Assignment: Copy each entry below exactly.

The records:
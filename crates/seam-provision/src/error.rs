// Copyright (c) 2025 Geoffrey Huntley <ghuntley@ghuntley.com>. All rights reserved.
// SPDX-License-Identifier: Proprietary

use seam_common::CommandError;
use thiserror::Error;

#[derive(Error, Debug)]
pub enum ProvisionError {
	#[error("database error: {0}")]
	Database(#[from] seam_db::DbError),

	#[error("address pool exhausted")]
	PoolExhausted,

	#[error("client not found")]
	NotFound,

	#[error("invalid key material: {0}")]
	InvalidKey(String),

	#[error("invalid address: {0}")]
	InvalidAddress(String),

	#[error("tunnel driver error: {0}")]
	Tunnel(#[from] CommandError),

	#[error("QR encoding failed: {0}")]
	Qr(String),

	#[error("internal error: {0}")]
	Internal(String),
}

pub type Result<T> = std::result::Result<T, ProvisionError>;

impl From<seam_common::KeyError> for ProvisionError {
	fn from(e: seam_common::KeyError) -> Self {
		ProvisionError::InvalidKey(e.to_string())
	}
}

Solution for this problem:
filename crates/seam-provision/src/error.rs
// Copyright (c) 2025 Geoffrey Huntley <ghuntley@ghuntley.com>. All rights reserved.
// SPDX-License-Identifier: Proprietary

use seam_common::CommandError;
use thiserror::Error;

#[derive(Error, Debug)]
pub enum ProvisionError {
	#[error("database error: {0}")]
	Database(#[from] seam_db::DbError),

	#[error("address pool exhausted")]
	PoolExhausted,

	#[error("client not found")]
	NotFound,

	#[error("invalid key material: {0}")]
	InvalidKey(String),

	#[error("invalid address: {0}")]
	InvalidAddress(String),

	#[error("tunnel driver error: {0}")]
	Tunnel(#[from] CommandError),

	#[error("QR encoding failed: {0}")]
	Qr(String),

	#[error("internal error: {0}")]
	Internal(String),
}

pub type Result<T> = std::result::Result<T, ProvisionError>;

impl From<seam_common::KeyError> for ProvisionError {
	fn from(e: seam_common::KeyError) -> Self {
		ProvisionError::InvalidKey(e.to_string())
	}
}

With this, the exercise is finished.